RECORDS SHOWN:

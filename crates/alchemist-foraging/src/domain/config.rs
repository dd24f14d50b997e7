//! Foraging configuration.

use alchemist_core::error::DomainError;

/// Environment variable holding the daily foraging limit.
pub const DAILY_LIMIT_ENV: &str = "ALCHEMIST_DAILY_FORAGE_LIMIT";

/// Attempts per day when nothing is configured.
pub const DEFAULT_DAILY_LIMIT: u32 = 10;

/// Settings for the foraging engine.
#[derive(Debug, Clone, Copy, PartialEq, Eq)]
pub struct ForagingConfig {
    /// Maximum foraging attempts per player per UTC day.
    pub daily_limit: u32,
}

impl Default for ForagingConfig {
    fn default() -> Self {
        Self {
            daily_limit: DEFAULT_DAILY_LIMIT,
        }
    }
}

impl ForagingConfig {
    /// Reads configuration from the process environment.
    ///
    /// # Errors
    ///
    /// Returns `DomainError::Configuration` if a variable is set but invalid.
    pub fn from_env() -> Result<Self, DomainError> {
        Self::from_lookup(|key| std::env::var(key).ok())
    }

    /// Reads configuration through `lookup`, falling back to defaults for
    /// unset keys.
    ///
    /// # Errors
    ///
    /// Returns `DomainError::Configuration` if a value cannot be parsed.
    pub fn from_lookup(lookup: impl Fn(&str) -> Option<String>) -> Result<Self, DomainError> {
        let daily_limit = match lookup(DAILY_LIMIT_ENV) {
            Some(raw) => raw.trim().parse().map_err(|e| {
                DomainError::Configuration(format!("{DAILY_LIMIT_ENV} must be a valid u32: {e}"))
            })?,
            None => DEFAULT_DAILY_LIMIT,
        };
        Ok(Self { daily_limit })
    }
}
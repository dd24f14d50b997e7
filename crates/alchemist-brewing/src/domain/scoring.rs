//! Scores three ingredients and ranks the attributes.
//!
//! Ties are broken by a fixed priority, combat over utility over whimsy,
//! so the same ingredients always produce the same winner.

use std::collections::HashSet;

use alchemist_catalog::domain::ingredient::Ingredient;
use alchemist_catalog::domain::potion::PotionCategory;
use alchemist_core::error::DomainError;
use serde::{Deserialize, Serialize};

/// Number of ingredients in every brew.
pub const RECIPE_SIZE: usize = 3;

/// Summed stats of a brew.
#[derive(Debug, Clone, Copy, PartialEq, Eq, Serialize, Deserialize)]
pub struct AttributeScores {
    /// Sum of combat stats.
    pub combat: i32,
    /// Sum of utility stats.
    pub utility: i32,
    /// Sum of whimsy stats.
    pub whimsy: i32,
}

impl AttributeScores {
    /// Returns the score of one attribute.
    #[must_use]
    pub fn get(&self, attribute: PotionCategory) -> i32 {
        match attribute {
            PotionCategory::Combat => self.combat,
            PotionCategory::Utility => self.utility,
            PotionCategory::Whimsy => self.whimsy,
        }
    }

    /// All three scores, highest first, ties in priority order.
    #[must_use]
    pub fn ranked(&self) -> [AttributeScore; 3] {
        let mut ranked = PotionCategory::ALL.map(|attribute| AttributeScore {
            attribute,
            value: self.get(attribute),
        });
        ranked.sort_by(|a, b| b.value.cmp(&a.value).then(a.attribute.cmp(&b.attribute)));
        ranked
    }
}

/// One attribute and its score.
#[derive(Debug, Clone, Copy, PartialEq, Eq, Serialize, Deserialize)]
pub struct AttributeScore {
    /// The attribute.
    pub attribute: PotionCategory,
    /// Its summed score.
    pub value: i32,
}

/// The scores of a brew and the attribute that wins them.
#[derive(Debug, Clone, Copy, PartialEq, Eq, Serialize, Deserialize)]
pub struct ScoreCard {
    /// Summed stats.
    pub scores: AttributeScores,
    /// Highest scoring attribute after the tie-break.
    pub winning_attribute: PotionCategory,
}

impl ScoreCard {
    /// The winning attribute's score.
    #[must_use]
    pub fn winning_score(&self) -> i32 {
        self.scores.get(self.winning_attribute)
    }

    /// The top two scores and whether the player may pick between them.
    ///
    /// Choosing requires the potion brewer talent and a strict gap between
    /// the top two; a tie leaves the tie-break winner.
    #[must_use]
    pub fn choice(&self, potion_brewer_enabled: bool) -> ScoreChoice {
        let [first, second, _] = self.scores.ranked();
        ScoreChoice {
            scores: vec![first, second],
            can_choose: potion_brewer_enabled && first.value != second.value,
        }
    }
}

/// The top two scores offered to the player.
#[derive(Debug, Clone, PartialEq, Eq, Serialize, Deserialize)]
pub struct ScoreChoice {
    /// Top two scores, highest first.
    pub scores: Vec<AttributeScore>,
    /// Whether the player may pick either of them.
    pub can_choose: bool,
}

impl ScoreChoice {
    /// Whether `attribute` is one of the offered scores.
    #[must_use]
    pub fn offers(&self, attribute: PotionCategory) -> bool {
        self.scores.iter().any(|score| score.attribute == attribute)
    }
}

/// Checks that a brew has exactly three distinct ingredients.
///
/// # Errors
///
/// Returns `DomainError::InvalidRecipeComposition` otherwise.
pub fn validate_composition(ingredients: &[Ingredient]) -> Result<(), DomainError> {
    if ingredients.len() != RECIPE_SIZE {
        return Err(DomainError::InvalidRecipeComposition(format!(
            "expected {RECIPE_SIZE} ingredients, got {}",
            ingredients.len()
        )));
    }
    let mut seen = HashSet::new();
    for ingredient in ingredients {
        if !seen.insert(ingredient.id) {
            return Err(DomainError::InvalidRecipeComposition(format!(
                "ingredient {} appears more than once",
                ingredient.id
            )));
        }
    }
    Ok(())
}

/// Sums the stats of three ingredients and picks the winning attribute.
///
/// # Errors
///
/// Returns `DomainError::InvalidRecipeComposition` unless there are exactly
/// three distinct ingredients.
pub fn score(ingredients: &[Ingredient]) -> Result<ScoreCard, DomainError> {
    validate_composition(ingredients)?;
    let scores = AttributeScores {
        combat: ingredients.iter().map(|i| i.combat).sum(),
        utility: ingredients.iter().map(|i| i.utility).sum(),
        whimsy: ingredients.iter().map(|i| i.whimsy).sum(),
    };
    let [winner, _, _] = scores.ranked();
    Ok(ScoreCard {
        scores,
        winning_attribute: winner.attribute,
    })
}

/// The top two scores for three ingredients.
///
/// # Errors
///
/// Returns `DomainError::InvalidRecipeComposition` unless there are exactly
/// three distinct ingredients.
pub fn available_scores(
    ingredients: &[Ingredient],
    potion_brewer_enabled: bool,
) -> Result<ScoreChoice, DomainError> {
    Ok(score(ingredients)?.choice(potion_brewer_enabled))
}
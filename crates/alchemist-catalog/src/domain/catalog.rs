//! Catalog port and in-memory implementation.

use std::collections::BTreeMap;

use serde::{Deserialize, Serialize};

use super::ingredient::{Ingredient, IngredientRarity, Region};
use super::potion::{Potion, PotionCategory};

/// Read-only lookup of catalog data.
///
/// An empty slice means the data is missing; callers decide whether that
/// is an error.
pub trait CatalogPort: Send + Sync {
    /// Ingredients of `rarity` native to `region`. Only common and uncommon
    /// ingredients are grouped by region.
    fn ingredients_by_region_and_rarity(
        &self,
        region: &Region,
        rarity: IngredientRarity,
    ) -> &[Ingredient];

    /// Uncommon ingredients of every region, pooled.
    fn uncommon_ingredients_any_region(&self) -> &[Ingredient];

    /// The global rare pool.
    fn rare_ingredients(&self) -> &[Ingredient];

    /// The global unique pool.
    fn unique_ingredients(&self) -> &[Ingredient];

    /// The ordered potion list of a category.
    fn potions_by_category(&self, category: PotionCategory) -> &[Potion];
}

/// Common and uncommon ingredients of a single region.
#[derive(Debug, Clone, Default, Serialize, Deserialize)]
pub struct RegionIngredients {
    /// Common pool.
    #[serde(default)]
    pub common: Vec<Ingredient>,
    /// Uncommon pool.
    #[serde(default)]
    pub uncommon: Vec<Ingredient>,
}

/// Ordered potion lists, one per category.
#[derive(Debug, Clone, Default, Serialize, Deserialize)]
pub struct PotionLists {
    /// Combat potions.
    #[serde(default)]
    pub combat: Vec<Potion>,
    /// Utility potions.
    #[serde(default)]
    pub utility: Vec<Potion>,
    /// Whimsy potions.
    #[serde(default)]
    pub whimsy: Vec<Potion>,
}

/// Already-parsed catalog data as handed over by the loader.
#[derive(Debug, Clone, Default, Serialize, Deserialize)]
pub struct CatalogData {
    /// Region pools keyed by region name.
    #[serde(default)]
    pub regions: BTreeMap<Region, RegionIngredients>,
    /// Global rare pool.
    #[serde(default)]
    pub rare: Vec<Ingredient>,
    /// Global unique pool.
    #[serde(default)]
    pub unique: Vec<Ingredient>,
    /// Potion lists.
    #[serde(default)]
    pub potions: PotionLists,
}

/// `CatalogPort` over data held in memory.
#[derive(Debug, Clone)]
pub struct InMemoryCatalog {
    data: CatalogData,
    uncommon_any_region: Vec<Ingredient>,
}

impl InMemoryCatalog {
    /// Indexes the given catalog data.
    #[must_use]
    pub fn new(data: CatalogData) -> Self {
        let uncommon_any_region = data
            .regions
            .values()
            .flat_map(|pools| pools.uncommon.iter().cloned())
            .collect();
        Self {
            data,
            uncommon_any_region,
        }
    }

    /// Regions known to the catalog, in name order.
    pub fn regions(&self) -> impl Iterator<Item = &Region> {
        self.data.regions.keys()
    }
}

impl From<CatalogData> for InMemoryCatalog {
    fn from(data: CatalogData) -> Self {
        Self::new(data)
    }
}

impl CatalogPort for InMemoryCatalog {
    fn ingredients_by_region_and_rarity(
        &self,
        region: &Region,
        rarity: IngredientRarity,
    ) -> &[Ingredient] {
        let Some(pools) = self.data.regions.get(region) else {
            return &[];
        };
        match rarity {
            IngredientRarity::Common => &pools.common,
            IngredientRarity::Uncommon => &pools.uncommon,
            IngredientRarity::Rare | IngredientRarity::Unique => &[],
        }
    }

    fn uncommon_ingredients_any_region(&self) -> &[Ingredient] {
        &self.uncommon_any_region
    }

    fn rare_ingredients(&self) -> &[Ingredient] {
        &self.data.rare
    }

    fn unique_ingredients(&self) -> &[Ingredient] {
        &self.data.unique
    }

    fn potions_by_category(&self, category: PotionCategory) -> &[Potion] {
        match category {
            PotionCategory::Combat => &self.data.potions.combat,
            PotionCategory::Utility => &self.data.potions.utility,
            PotionCategory::Whimsy => &self.data.potions.whimsy,
        }
    }
}
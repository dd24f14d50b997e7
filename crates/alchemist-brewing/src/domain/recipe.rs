//! Brewed recipes and the potions they produce.

use alchemist_catalog::domain::ingredient::Ingredient;
use alchemist_catalog::domain::potion::{Potion, PotionCategory};
use alchemist_core::clock::Clock;
use alchemist_core::error::DomainError;
use alchemist_inventory::domain::stock::StockLevel;
use chrono::{DateTime, Utc};
use serde::{Deserialize, Serialize};
use uuid::Uuid;

use super::scoring::AttributeScores;

/// Record type of a stored recipe.
pub const RECIPE_RECORD_TYPE: &str = "brewing.recipe";

/// Record type of a stored created potion.
pub const POTION_CREATED_RECORD_TYPE: &str = "brewing.potion_created";

/// Three ingredients, their scores, and the potion they brewed.
#[derive(Debug, Clone, PartialEq, Eq, Serialize, Deserialize)]
pub struct PotionRecipe {
    /// Recipe identifier.
    pub id: Uuid,
    /// The ingredients, in the order they were given.
    pub ingredients: [Ingredient; 3],
    /// Summed stats.
    pub scores: AttributeScores,
    /// The attribute the potion was drawn from.
    pub winning_attribute: PotionCategory,
    /// The resulting potion.
    pub potion: Potion,
    /// When the recipe was brewed.
    pub created_at: DateTime<Utc>,
}

impl PotionRecipe {
    /// The score that selected the potion.
    #[must_use]
    pub fn winning_score(&self) -> i32 {
        self.scores.get(self.winning_attribute)
    }
}

/// A potion sitting in a player's inventory.
#[derive(Debug, Clone, PartialEq, Eq, Serialize, Deserialize)]
pub struct CreatedPotion {
    /// Inventory entry identifier.
    pub id: Uuid,
    /// The catalog potion.
    pub potion: Potion,
    /// The recipe that produced it.
    pub recipe: PotionRecipe,
    /// Units held and used markers.
    pub stock: StockLevel,
    /// When the potion was brewed.
    pub created_at: DateTime<Utc>,
}

impl CreatedPotion {
    /// A single unit of `potion` brewed by `recipe`.
    #[must_use]
    pub fn new(potion: Potion, recipe: &PotionRecipe, clock: &dyn Clock) -> Self {
        Self {
            id: Uuid::new_v4(),
            potion,
            recipe: recipe.clone(),
            stock: StockLevel::new(1),
            created_at: clock.now(),
        }
    }

    /// Drinks one unit.
    ///
    /// # Errors
    ///
    /// Returns `DomainError::Validation` if the potion is already used up.
    pub fn use_potion(&mut self, clock: &dyn Clock) -> Result<(), DomainError> {
        self.stock.consume(1, clock)
    }
}
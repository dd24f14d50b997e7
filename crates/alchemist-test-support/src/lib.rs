//! Shared test mocks and utilities for the Alchemist engine.

mod catalog;
mod clock;
mod repository;
mod rng;

pub use catalog::{sample_catalog, sample_ingredient};
pub use clock::FixedClock;
pub use repository::{
    ContendedRecordRepository, EmptyRecordRepository, FailingRecordRepository,
    RecordingRecordRepository, UnsavedCollectionRecordRepository,
};
pub use rng::{MockRng, SequenceRng};
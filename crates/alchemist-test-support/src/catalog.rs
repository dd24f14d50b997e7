//! Test catalog: a small, fully populated catalog fixture.
//!
//! Layout:
//! - "Whispering Woods": common ids 1, 2; uncommon ids 3, 4
//! - "Ashen Coast": common id 5; uncommon id 6
//! - rare ids 7, 8; unique id 9
//! - combat potions 101..=105 (Common, Uncommon, Rare, Common, Very Rare)
//! - utility potions 201..=203 (Uncommon, Common, Rare)
//! - whimsy potions 301..=302 (Rare, Legendary), no Common entry

use std::collections::BTreeMap;

use alchemist_catalog::domain::catalog::{
    CatalogData, InMemoryCatalog, PotionLists, RegionIngredients,
};
use alchemist_catalog::domain::ingredient::{Ingredient, IngredientRarity, Region};
use alchemist_catalog::domain::potion::{Potion, PotionRarity};

/// Builds an ingredient with the given stats.
#[must_use]
pub fn sample_ingredient(
    id: u32,
    name: &str,
    stats: (i32, i32, i32),
    rarity: IngredientRarity,
) -> Ingredient {
    Ingredient {
        id,
        name: name.to_owned(),
        combat: stats.0,
        utility: stats.1,
        whimsy: stats.2,
        description: String::new(),
        rarity,
    }
}

fn potion(id: u32, name: &str, rarity: PotionRarity) -> Potion {
    Potion {
        id,
        name: name.to_owned(),
        rarity,
        description: String::new(),
    }
}

/// Returns the sample catalog described in the module docs.
#[must_use]
pub fn sample_catalog() -> InMemoryCatalog {
    use IngredientRarity::{Common, Rare, Uncommon, Unique};

    let mut regions = BTreeMap::new();
    regions.insert(
        Region::new("Whispering Woods"),
        RegionIngredients {
            common: vec![
                sample_ingredient(1, "Dewcap", (1, 2, 1), Common),
                sample_ingredient(2, "Thornroot", (3, 1, 1), Common),
            ],
            uncommon: vec![
                sample_ingredient(3, "Starleaf", (2, 4, 3), Uncommon),
                sample_ingredient(4, "Owl Feather", (1, 2, 5), Uncommon),
            ],
        },
    );
    regions.insert(
        Region::new("Ashen Coast"),
        RegionIngredients {
            common: vec![sample_ingredient(5, "Salt Kelp", (1, 1, 2), Common)],
            uncommon: vec![sample_ingredient(6, "Ember Shell", (5, 2, 1), Uncommon)],
        },
    );

    InMemoryCatalog::new(CatalogData {
        regions,
        rare: vec![
            sample_ingredient(7, "Drake Tear", (6, 3, 2), Rare),
            sample_ingredient(8, "Phoenix Ash", (4, 4, 6), Rare),
        ],
        unique: vec![sample_ingredient(9, "Heart of the Grove", (8, 8, 8), Unique)],
        potions: PotionLists {
            combat: vec![
                potion(101, "Draught of Vigor", PotionRarity::Common),
                potion(102, "Ironskin Tonic", PotionRarity::Uncommon),
                potion(103, "Berserker Brew", PotionRarity::Rare),
                potion(104, "Minor Healing", PotionRarity::Common),
                potion(105, "Dragonfire Elixir", PotionRarity::VeryRare),
            ],
            utility: vec![
                potion(201, "Climbing Oil", PotionRarity::Uncommon),
                potion(202, "Lantern Water", PotionRarity::Common),
                potion(203, "Phase Draught", PotionRarity::Rare),
            ],
            whimsy: vec![
                potion(301, "Bubble Voice", PotionRarity::Rare),
                potion(302, "Rainbow Hair", PotionRarity::Legendary),
            ],
        },
    })
}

TASK ITEM:
Look through the entries above; copy every line holding the string "parsed".

ANSWER SECTION:
    /// Returns `DomainError::Configuration` if a value cannot be parsed.
/// Already-parsed catalog data as handed over by the loader.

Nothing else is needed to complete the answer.